The showcase item in this issue is, of course, TCJ founder Gary Groth’s interview with a legendary firebrand, the satirist and children’s book author, Tomi Ungerer. For those of you unaware of Mr. Ungerer’s impressive career, I highly recommend that you read this interview and, before or afterward, check out the 2013 documentary, “Far Out Isn’t Far Enough,” directed by Brad Bernstein. The title is one of Ungerer’s sayings, along with “Don’t Hope, Cope” and “Expect The Unexpected.” I interviewed the documentary’s director and its writer and the fact that Ungerer is a true force of nature was the overriding theme. So, it makes perfect sense for someone as outspoken as Groth to sit down and talk it out with someone as outspoken as Ungerer! It’s a match made in heaven.
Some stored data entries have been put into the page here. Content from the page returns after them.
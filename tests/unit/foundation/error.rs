use super::*;

#[test]
fn display_prefixes_are_stable() {
    assert!(
        MorphError::encoder_configuration("x")
            .to_string()
            .contains("encoder configuration error:")
    );
    assert!(
        MorphError::capture("x")
            .to_string()
            .contains("capture error:")
    );
    assert!(MorphError::encode("x").to_string().contains("encode error:"));
    assert!(
        MorphError::validation("x")
            .to_string()
            .contains("validation error:")
    );
    assert!(
        MorphError::highlight("x")
            .to_string()
            .contains("highlight error:")
    );
}

#[test]
fn insufficient_slides_reports_count() {
    let err = MorphError::insufficient_slides(1);
    assert!(matches!(err, MorphError::InsufficientSlides { count: 1 }));
    assert!(err.to_string().contains("got 1"));
}

#[test]
fn other_preserves_source() {
    let base = std::io::Error::other("boom");
    let err = MorphError::Other(anyhow::Error::new(base));
    assert!(err.to_string().contains("boom"));
}
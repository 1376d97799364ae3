use crate::encode::ffmpeg::{
    StreamingEncoder, VideoCodec, is_ffmpeg_on_path, probe_video_encoders,
};
use crate::encode::gif::GifEncoder;
use crate::encode::recorder::RecordedEncoder;
use crate::encode::sink::FrameEncoder;
use crate::foundation::error::{MorphError, MorphResult};
use crate::model::slide::ExportFormat;
use std::collections::BTreeSet;

/// The encoder backend chosen once per export.
#[derive(Clone, Copy, Debug, PartialEq, Eq, Hash)]
pub enum EncoderStrategy {
    /// Frames are piped to the encoder as they are captured.
    StreamingVideo(VideoCodec),
    /// Frames are recorded and muxed at finalize.
    RecordedVideo(VideoCodec),
    /// Batched GIF encoding.
    Gif,
}

impl EncoderStrategy {
    /// Short name used in logs and CLI output.
    pub fn name(self) -> &'static str {
        match self {
            Self::StreamingVideo(_) => "streaming",
            Self::RecordedVideo(_) => "recorded",
            Self::Gif => "gif",
        }
    }

    /// Upper bound for capture-phase progress, leaving headroom for finalize.
    pub fn capture_progress_cap(self) -> f64 {
        match self {
            Self::Gif => 0.9,
            Self::StreamingVideo(_) | Self::RecordedVideo(_) => 0.99,
        }
    }
}

/// Runtime encoder capabilities.
#[derive(Clone, Debug, Default, PartialEq, Eq)]
pub struct EncoderCapabilities {
    /// Whether `ffmpeg` could be executed.
    pub ffmpeg: bool,
    /// Video encoders `ffmpeg` reports.
    pub video_encoders: BTreeSet<String>,
}

impl EncoderCapabilities {
    /// Probe the system `ffmpeg` once.
    pub fn detect() -> Self {
        if !is_ffmpeg_on_path() {
            tracing::info!("ffmpeg not found on PATH; only gif export is available");
            return Self::default();
        }
        match probe_video_encoders() {
            Ok(video_encoders) => {
                tracing::debug!(encoders = video_encoders.len(), "ffmpeg encoders probed");
                Self {
                    ffmpeg: true,
                    video_encoders,
                }
            }
            Err(err) => {
                tracing::warn!(error = %err, "ffmpeg encoder probe failed");
                Self {
                    ffmpeg: true,
                    video_encoders: BTreeSet::new(),
                }
            }
        }
    }

    /// Capabilities with `ffmpeg` present and the named encoders available.
    pub fn with_encoders<I, S>(names: I) -> Self
    where
        I: IntoIterator<Item = S>,
        S: Into<String>,
    {
        Self {
            ffmpeg: true,
            video_encoders: names.into_iter().map(Into::into).collect(),
        }
    }

    /// Return `true` when `codec` can be used.
    pub fn supports(&self, codec: VideoCodec) -> bool {
        self.ffmpeg && self.video_encoders.contains(codec.encoder_name())
    }
}

/// Pick the encoder strategy for `format`.
///
/// MP4 prefers streaming H.264 and falls back to recorded MPEG-4; WebM is always recorded VP9;
/// GIF needs nothing from the runtime. Anything else is an [`MorphError::EncoderConfiguration`].
pub fn select_strategy(
    format: ExportFormat,
    caps: &EncoderCapabilities,
) -> MorphResult<EncoderStrategy> {
    match format {
        ExportFormat::Gif => Ok(EncoderStrategy::Gif),
        ExportFormat::Mp4 if caps.supports(VideoCodec::H264) => {
            Ok(EncoderStrategy::StreamingVideo(VideoCodec::H264))
        }
        ExportFormat::Mp4 if caps.supports(VideoCodec::Mpeg4) => {
            Ok(EncoderStrategy::RecordedVideo(VideoCodec::Mpeg4))
        }
        ExportFormat::Webm if caps.supports(VideoCodec::Vp9) => {
            Ok(EncoderStrategy::RecordedVideo(VideoCodec::Vp9))
        }
        ExportFormat::Mp4 | ExportFormat::Webm if !caps.ffmpeg => {
            Err(MorphError::encoder_configuration(format!(
                "{} export requires ffmpeg on PATH",
                format.extension()
            )))
        }
        ExportFormat::Mp4 => Err(MorphError::encoder_configuration(
            "ffmpeg has neither libx264 nor mpeg4 for mp4 export",
        )),
        ExportFormat::Webm => Err(MorphError::encoder_configuration(
            "ffmpeg has no libvpx-vp9 encoder for webm export",
        )),
    }
}

/// Creates the encoder for a chosen strategy.
pub trait EncoderProvider {
    /// Encoder capabilities used for strategy selection.
    fn capabilities(&self) -> MorphResult<EncoderCapabilities>;

    /// Build a fresh encoder for `strategy`.
    fn create(&self, strategy: EncoderStrategy) -> MorphResult<Box<dyn FrameEncoder>>;
}

/// Provider backed by the system `ffmpeg` and the built-in GIF encoder.
#[derive(Debug, Default)]
pub struct SystemEncoders {
    caps: std::sync::OnceLock<EncoderCapabilities>,
}

impl SystemEncoders {
    /// Provider that probes `ffmpeg` lazily, once.
    pub fn new() -> Self {
        Self::default()
    }
}

impl EncoderProvider for SystemEncoders {
    fn capabilities(&self) -> MorphResult<EncoderCapabilities> {
        Ok(self.caps.get_or_init(EncoderCapabilities::detect).clone())
    }

    fn create(&self, strategy: EncoderStrategy) -> MorphResult<Box<dyn FrameEncoder>> {
        Ok(match strategy {
            EncoderStrategy::StreamingVideo(codec) => Box::new(StreamingEncoder::new(codec)),
            EncoderStrategy::RecordedVideo(codec) => Box::new(RecordedEncoder::new(codec)),
            EncoderStrategy::Gif => Box::new(GifEncoder::new()),
        })
    }
}

#[cfg(test)]
#[path = "../../tests/unit/export/strategy.rs"]
mod tests;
From Ben Passmore’s story in Now: The New Comics Anthology #3, published by Fantagraphics

Among the various features to be found here, you’ll find them under such titles as “From the Trenches” and “Fair Warning.” For example, under the former is a think piece by cartoonist Ben Passmore, who shares his insights on the alt-comics scene from an African American perspective. And, under the latter, you will find an interview by RJ Casey with emerging comics talent, Fifi Martinez. The thing to always remember about TCJ is that its focus is a serious look at comics as an art form. That leaves little room, if any, for superhero comics, per se. What you’ll mostly find here is a focus on the independent artist-cartoonist. It does a heart good to see cartoonists like Passmore and Martinez provided with a platform.

Ultimately, TCJ remains what it’s always been, a valuable resource that is most appreciated by those who take the comics medium seriously. It’s a niche audience but a fiercely loyal one. In the new more fragmented world we live in, it’s all about niches. That is actually a very positive thing. And niches are supposed to attract outside readers too, right? You can only calculate so much as to how strong a presence you can make on today’s newsstands. For some special readership out there, it will be a great treat to see TCJ on a shelf. Newsstands aren’t going away anytime soon from such places as Barnes & Noble, specialty shops, comic book shops, and even airports. TCJ might just want to make a real push into these venues and see how it goes. I asked about TCJ at my local B&N as well as the Pike Place Market newsstand, one of the granddaddies of newsstands. Neither place had ever heard of TCJ or had any plans to carry it. I asked around a couple of nearby comics shops. They heard of it but were not carrying it. This is TCJ’s return to print, right? Let’s see it out there in the real world.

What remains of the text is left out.